• Reader’s View: NSA overreach has only gotten worse

    Published: October 4, 2013

    With their son, Chase, in tow, Bethine and Frank Church speak with President Lyndon Johnson, about 1966.

    IDAHO STATESMAN FILE

    By PETER FENN

    Last week, Georgetown Law Center in Washington convened a panel of former members and staff of the Church Committee, the special Senate intelligence committee chaired by Sen. Frank Church in 1975-76.

    Former Vice President Walter Mondale, former Sen. Gary Hart and a number of us who served on that committee so many years ago gathered to discuss the lessons learned back then that should be applied now. Sen. Patrick Leahy (D-Vt.), the dean of the Senate and a new senator in the 1970s, gave the opening address and called for stricter oversight of the National Security Agency and more protections for the privacy of Americans.

    What none of us knew on that Tuesday, Sept. 24, was that the NSA Watch List that we had uncovered and investigated in 1975 contained two names: Frank Church and Howard Baker. Two senators were spied upon, and it was kept secret for nearly 40 years.

    This was a bombshell that would have exploded across the land back then.

    As a 27-year-old, I was assigned to investigate the NSA in 1975 and along with my colleagues was given access to the 1,600 or so names of Americans who were on the Watch List: civil rights activists, anti-Vietnam War demonstrators, many famous Americans.

    Among those whose lives were invaded were Martin Luther King, Jane Fonda, Muhammad Ali, the Chicago Seven who organized the demonstrations at the 1968 Chicago Democratic Convention — and even New York Times reporter Tom Wicker. There were also names of drug dealers and old suspected communists we didn’t recognize.

    But the focus of the Watch List was Americans who questioned their government and were considered radicals. There were no warrants, no court proceedings, no checks against violations of the Fourth Amendment’s prohibition against unreasonable search and seizure.

    There was no hint that U.S. senators were on the list.

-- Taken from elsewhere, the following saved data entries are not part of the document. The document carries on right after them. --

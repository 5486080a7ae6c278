//! alertdispatch - notification delivery to pub/sub topics, chat webhooks,
//! generic webhooks and mail servers.
//!
//! Callers build a validated [`message::Message`], then hand it to a
//! [`context::DispatchContext`], which routes it to the factory for its
//! destination type and returns a normalized [`core::DestinationResponse`].

pub mod cli;
pub mod config;
pub mod context;
pub mod core;
pub mod credentials;
pub mod destinations;
pub mod error;
pub mod message;
pub mod transport;

#[cfg(any(test, feature = "test-utils"))]
pub mod test_utils;

// Re-export core types for convenience
pub use crate::core::*;
pub use crate::error::{DispatchError, Result};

    When it came to Church and Baker — two distinguished and patriotic Americans — it was a deep, dark secret. Imagine if the Church Committee had been told that two of its members were targets of the intelligence community?

    The firestorm would have been unbelievable. How far up did this go? Did the CIA know, the FBI, the IRS? Did the Ford White House know or Chief of Staff Dick Cheney, who was our liaison with the Church Committee? When were Church and Baker put on the list? Were their phones tapped, mail opened? Were they followed?

    The NSA report revealing this new information does not go far enough but it did call these actions “disreputable, if not outright illegal.”

    We were lied to in 1975 and it appears the intelligence community has not learned the lessons of those warrantless surveillances. Plus, the technology has changed — we were concerned about the privacy of pay phones; the word digital was not in our vocabulary; the Internet was a figment of someone’s imagination; cell phones didn’t exist; and Google and Facebook were Jules Verne fantasies.

    Church said at the time that the NSA had the potential of being one big, huge vacuum cleaner, pulling in Americans’ private and personal information. The NSA of today makes that look like an antique Hoover.

    NSA is building a $4 billion facility in Utah that will hold 250 trillion DVDs worth of information. Excuse me, but can anyone even comprehend what that means, 250 trillion?

    What we need now is what Frank Church called for so many years ago and the panel honoring him last week reiterated: to re-establish the rule of law. We must revise the secret Foreign Intelligence Surveillance Court, put the brakes on cozy relationships between communications companies and the intelligence community, enact penalties for those who lie to Congress and the American people in the name of national security.

    It is time for a new Church Committee for the 21st century — a real investigation of the new realities and revered constitutional principles.

    Peter Fenn is with Fenn Communications Group in Washington D.C. and is a former Frank Church staffer.